───── Supplied information ─────

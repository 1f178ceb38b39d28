//! Structured Logging for the ETH Minter
//!
//! Provides structured logging with:
//! - JSON output for log aggregation on mainnet
//! - Correlation IDs tying together the log lines of one driver cycle
//! - Typed deposit and withdrawal events
//!
//! # Usage
//!
//! ```rust,ignore
//! use eth_minter::common::logging::{init_logging, LogLevel};
//!
//! init_logging(LogLevel::Info, true)?; // JSON mode for mainnet
//! ```

use serde::Serialize;
use tracing::Level;
use tracing_subscriber::{
    fmt::{self, format::FmtSpan},
    layer::SubscriberExt,
    util::SubscriberInitExt,
    EnvFilter,
};

use crate::types::{Address, Hash, Wei};

// ============================================================================
// Log Levels
// ============================================================================

/// Application log level
#[derive(Debug, Clone, Copy, PartialEq, Eq)]
pub enum LogLevel {
    Trace,
    Debug,
    Info,
    Warn,
    Error,
}

impl From<LogLevel> for Level {
    fn from(level: LogLevel) -> Self {
        match level {
            LogLevel::Trace => Level::TRACE,
            LogLevel::Debug => Level::DEBUG,
            LogLevel::Info => Level::INFO,
            LogLevel::Warn => Level::WARN,
            LogLevel::Error => Level::ERROR,
        }
    }
}

impl From<&str> for LogLevel {
    fn from(s: &str) -> Self {
        match s.to_lowercase().as_str() {
            "trace" => LogLevel::Trace,
            "debug" => LogLevel::Debug,
            "info" => LogLevel::Info,
            "warn" | "warning" => LogLevel::Warn,
            "error" => LogLevel::Error,
            _ => LogLevel::Info,
        }
    }
}

impl LogLevel {
    fn as_filter(&self) -> &'static str {
        match self {
            LogLevel::Trace => "trace",
            LogLevel::Debug => "debug",
            LogLevel::Info => "info",
            LogLevel::Warn => "warn",
            LogLevel::Error => "error",
        }
    }
}

// ============================================================================
// Structured Event Types
// ============================================================================

/// Event categories for structured logging
#[derive(Debug, Clone, Copy, Serialize)]
#[serde(rename_all = "snake_case")]
pub enum EventCategory {
    /// Deposit scanning and crediting
    Deposit,
    /// Withdrawal lifecycle
    Withdrawal,
    /// Signing service calls
    Signing,
    /// Foreign-chain RPC failures
    Rpc,
    /// Driver cycles, startup, shutdown
    System,
}

/// Structured log event
#[derive(Debug, Serialize)]
pub struct LogEvent {
    /// Event timestamp (ISO 8601)
    pub timestamp: String,
    pub level: String,
    pub category: EventCategory,
    pub message: String,
    #[serde(skip_serializing_if = "Option::is_none")]
    pub correlation_id: Option<String>,
    #[serde(skip_serializing_if = "Option::is_none")]
    pub data: Option<serde_json::Value>,
    #[serde(skip_serializing_if = "Option::is_none")]
    pub duration_ms: Option<u64>,
    #[serde(skip_serializing_if = "Option::is_none")]
    pub error: Option<ErrorDetails>,
}

/// Error details for error events
#[derive(Debug, Serialize)]
pub struct ErrorDetails {
    pub code: String,
    pub message: String,
}

impl LogEvent {
    /// Create a new log event
    pub fn new(level: LogLevel, category: EventCategory, message: impl Into<String>) -> Self {
        Self {
            timestamp: chrono::Utc::now().to_rfc3339(),
            level: level.as_filter().to_uppercase(),
            category,
            message: message.into(),
            correlation_id: None,
            data: None,
            duration_ms: None,
            error: None,
        }
    }

    pub fn with_correlation_id(mut self, id: impl Into<String>) -> Self {
        self.correlation_id = Some(id.into());
        self
    }

    /// Add structured data
    ///
    /// Wei amounts go in as strings; JSON values cannot hold 128-bit numbers.
    pub fn with_data(mut self, data: serde_json::Value) -> Self {
        self.data = Some(data);
        self
    }

    pub fn with_duration(mut self, duration_ms: u64) -> Self {
        self.duration_ms = Some(duration_ms);
        self
    }

    pub fn with_error(mut self, code: impl Into<String>, message: impl Into<String>) -> Self {
        self.error = Some(ErrorDetails {
            code: code.into(),
            message: message.into(),
        });
        self
    }

    pub fn to_json(&self) -> String {
        serde_json::to_string(self).unwrap_or_else(|_| {
            format!(
                "{{\"error\": \"failed to serialize log\", \"message\": \"{}\"}}",
                self.message
            )
        })
    }
}

// ============================================================================
// Domain Event Logging
// ============================================================================

/// Log a deposit classification
pub fn log_deposit_event(
    event_type: &str,
    source: &str,
    beneficiary: &str,
    amount: Wei,
    block_number: Option<u64>,
    error: Option<&str>,
) {
    let success = error.is_none();
    let level = if success { LogLevel::Info } else { LogLevel::Warn };
    let mut event = LogEvent::new(level, EventCategory::Deposit, event_type)
        .with_correlation_id(source)
        .with_data(serde_json::json!({
            "source": source,
            "beneficiary": beneficiary,
            "amount_wei": amount.to_string(),
            "block_number": block_number,
        }));

    if let Some(err) = error {
        event = event.with_error("INVALID_DEPOSIT", err);
    }

    if success {
        tracing::info!(target: "eth_minter::deposit", "{}", event.to_json());
    } else {
        tracing::warn!(target: "eth_minter::deposit", "{}", event.to_json());
    }
}

/// Log a withdrawal transition
pub fn log_withdrawal_event(
    event_type: &str,
    sequence_number: u64,
    amount: Wei,
    destination: &Address,
    transaction_hash: Option<&Hash>,
    error: Option<&str>,
) {
    let success = error.is_none();
    let level = if success { LogLevel::Info } else { LogLevel::Error };
    let mut event = LogEvent::new(level, EventCategory::Withdrawal, event_type)
        .with_correlation_id(sequence_number.to_string())
        .with_data(serde_json::json!({
            "sequence_number": sequence_number,
            "amount_wei": amount.to_string(),
            "destination": destination.to_string(),
            "transaction_hash": transaction_hash.map(|h| h.to_string()),
        }));

    if let Some(err) = error {
        event = event.with_error("WITHDRAWAL_ERROR", err);
    }

    if success {
        tracing::info!(target: "eth_minter::withdrawal", "{}", event.to_json());
    } else {
        tracing::error!(target: "eth_minter::withdrawal", "{}", event.to_json());
    }
}

/// Log a failed outbound call that will be retried next cycle
pub fn log_retryable_failure(category: EventCategory, operation: &str, code: &str, error: &str) {
    let event = LogEvent::new(LogLevel::Warn, category, operation).with_error(code, error);
    tracing::warn!(target: "eth_minter::driver", "{}", event.to_json());
}

// ============================================================================
// Initialization
// ============================================================================

/// Initialize the logging system
///
/// `RUST_LOG` overrides `level` when set.
pub fn init_logging(level: LogLevel, json_format: bool) -> Result<(), LoggingError> {
    let filter = EnvFilter::try_from_default_env().unwrap_or_else(|_| {
        let level = level.as_filter();
        EnvFilter::new(format!(
            "eth_minter={},tower_http={},axum={}",
            level, level, level
        ))
    });

    if json_format {
        let subscriber = tracing_subscriber::registry().with(filter).with(
            fmt::layer()
                .json()
                .with_target(true)
                .with_thread_ids(true)
                .with_file(true)
                .with_line_number(true)
                .with_span_events(FmtSpan::CLOSE),
        );

        subscriber
            .try_init()
            .map_err(|e| LoggingError::InitFailed(e.to_string()))?;
    } else {
        let subscriber = tracing_subscriber::registry().with(filter).with(
            fmt::layer()
                .pretty()
                .with_target(true)
                .with_file(true)
                .with_line_number(true),
        );

        subscriber
            .try_init()
            .map_err(|e| LoggingError::InitFailed(e.to_string()))?;
    }

    Ok(())
}

/// Initialize logging from MinterConfig
pub fn init_from_config(config: &super::config::MinterConfig) -> Result<(), LoggingError> {
    let level = LogLevel::from(config.log_level.as_str());
    let json_format = config.network == super::config::Network::Mainnet;

    init_logging(level, json_format)
}

/// Logging errors
#[derive(Debug, thiserror::Error)]
pub enum LoggingError {
    #[error("failed to initialize logging: {0}")]
    InitFailed(String),
}

/// Generate a correlation ID for one driver cycle
pub fn generate_correlation_id() -> String {
    let millis = chrono::Utc::now().timestamp_millis() as u64;
    format!("{:x}-{:04x}", millis & 0xFFFF_FFFF, rand::random::<u16>())
}

// ============================================================================
// Tests
// ============================================================================

#[cfg(test)]
mod tests {
    use super::*;

    #[test]
    fn test_log_event_serialization() {
        let event = LogEvent::new(LogLevel::Info, EventCategory::System, "cycle finished")
            .with_correlation_id("test-123")
            .with_data(serde_json::json!({ "amount_wei": u128::MAX.to_string() }))
            .with_duration(42);

        let json = event.to_json();
        assert!(json.contains("cycle finished"));
        assert!(json.contains("test-123"));
        assert!(json.contains("\"duration_ms\":42"));
        assert!(json.contains(&u128::MAX.to_string()));
        assert!(json.contains("\"category\":\"system\""));
    }

    #[test]
    fn test_log_level_parsing() {
        assert_eq!(LogLevel::from("debug"), LogLevel::Debug);
        assert_eq!(LogLevel::from("INFO"), LogLevel::Info);
        assert_eq!(LogLevel::from("warning"), LogLevel::Warn);
        assert_eq!(LogLevel::from("unknown"), LogLevel::Info);
    }

    #[test]
    fn test_correlation_id_format() {
        let id = generate_correlation_id();
        let (time, suffix) = id.split_once('-').unwrap();
        assert!(!time.is_empty());
        assert_eq!(suffix.len(), 4);
    }
}
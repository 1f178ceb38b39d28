//! JSON-RPC Outcomes and Error Classification
//!
//! Every call to the foreign chain ends in exactly one of three shapes: a
//! result, a JSON-RPC error object, or a transport failure. Error objects are
//! classified by code through a fixed table.

use serde::{Deserialize, Serialize};

/// Normalized answer of a JSON-RPC call
#[derive(Debug, Clone, PartialEq)]
pub enum RpcOutcome<T> {
    Result(T),
    Error { code: i64, message: String },
    TransportFailure(String),
}

impl<T> RpcOutcome<T> {
    pub fn map<U>(self, f: impl FnOnce(T) -> U) -> RpcOutcome<U> {
        match self {
            Self::Result(value) => RpcOutcome::Result(f(value)),
            Self::Error { code, message } => RpcOutcome::Error { code, message },
            Self::TransportFailure(reason) => RpcOutcome::TransportFailure(reason),
        }
    }

    pub fn into_result(self, method: &str) -> Result<T, RpcError> {
        match self {
            Self::Result(value) => Ok(value),
            Self::Error { code, message } => Err(RpcError::Rpc {
                method: method.to_string(),
                code,
                message,
            }),
            Self::TransportFailure(reason) => Err(RpcError::Transport {
                method: method.to_string(),
                reason,
            }),
        }
    }
}

/// Whether a failed call may be retried
#[derive(Debug, Clone, Copy, PartialEq, Eq, Serialize, Deserialize)]
#[serde(rename_all = "snake_case")]
pub enum ErrorClass {
    /// Try again on a later cycle, nothing changes
    Retryable,
    /// The request itself is wrong; retrying cannot help
    Terminal,
}

pub const PARSE_ERROR: i64 = -32700;
pub const INVALID_REQUEST: i64 = -32600;
pub const METHOD_NOT_FOUND: i64 = -32601;
pub const INVALID_PARAMS: i64 = -32602;
pub const INTERNAL_ERROR: i64 = -32603;
pub const SERVER_ERROR: i64 = -32000;
pub const RESOURCE_NOT_FOUND: i64 = -32001;
pub const RESOURCE_UNAVAILABLE: i64 = -32002;
pub const TRANSACTION_REJECTED: i64 = -32003;
pub const METHOD_NOT_SUPPORTED: i64 = -32004;
pub const LIMIT_EXCEEDED: i64 = -32005;
pub const VERSION_NOT_SUPPORTED: i64 = -32006;

/// Classification table for JSON-RPC error codes
///
/// Unknown codes are retryable: a retry never changes state.
pub fn classify_error_code(code: i64) -> ErrorClass {
    match code {
        PARSE_ERROR | INVALID_REQUEST | METHOD_NOT_FOUND | INVALID_PARAMS => ErrorClass::Terminal,
        TRANSACTION_REJECTED | METHOD_NOT_SUPPORTED | VERSION_NOT_SUPPORTED => {
            ErrorClass::Terminal
        }
        INTERNAL_ERROR | SERVER_ERROR | RESOURCE_NOT_FOUND | RESOURCE_UNAVAILABLE
        | LIMIT_EXCEEDED => ErrorClass::Retryable,
        _ => ErrorClass::Retryable,
    }
}

/// RPC layer errors
#[derive(Debug, Clone, PartialEq, thiserror::Error)]
pub enum RpcError {
    #[error("{method}: transport failure: {reason}")]
    Transport { method: String, reason: String },

    #[error("{method}: JSON-RPC error {code}: {message}")]
    Rpc {
        method: String,
        code: i64,
        message: String,
    },

    #[error("{method}: malformed response: {reason}")]
    Malformed { method: String, reason: String },
}

impl RpcError {
    pub fn malformed(method: &str, reason: impl Into<String>) -> Self {
        Self::Malformed {
            method: method.to_string(),
            reason: reason.into(),
        }
    }

    pub fn class(&self) -> ErrorClass {
        match self {
            Self::Transport { .. } | Self::Malformed { .. } => ErrorClass::Retryable,
            Self::Rpc { code, .. } => classify_error_code(*code),
        }
    }

    pub fn is_retryable(&self) -> bool {
        self.class() == ErrorClass::Retryable
    }

    /// Provider refused because the response would be too large
    pub fn is_limit_exceeded(&self) -> bool {
        matches!(self, Self::Rpc { code, .. } if *code == LIMIT_EXCEEDED)
    }
}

─────

» Task requirements
From the listing above, repeat exactly the lines starting at the line that includes "pub fn into_result(self, method: &str)" and ending at the line that includes "may be retried", with nothing outside that span.

» Solution
    pub fn into_result(self, method: &str) -> Result<T, RpcError> {
        match self {
            Self::Result(value) => Ok(value),
            Self::Error { code, message } => Err(RpcError::Rpc {
                method: method.to_string(),
                code,
                message,
            }),
            Self::TransportFailure(reason) => Err(RpcError::Transport {
                method: method.to_string(),
                reason,
            }),
        }
    }
}

/// Whether a failed call may be retried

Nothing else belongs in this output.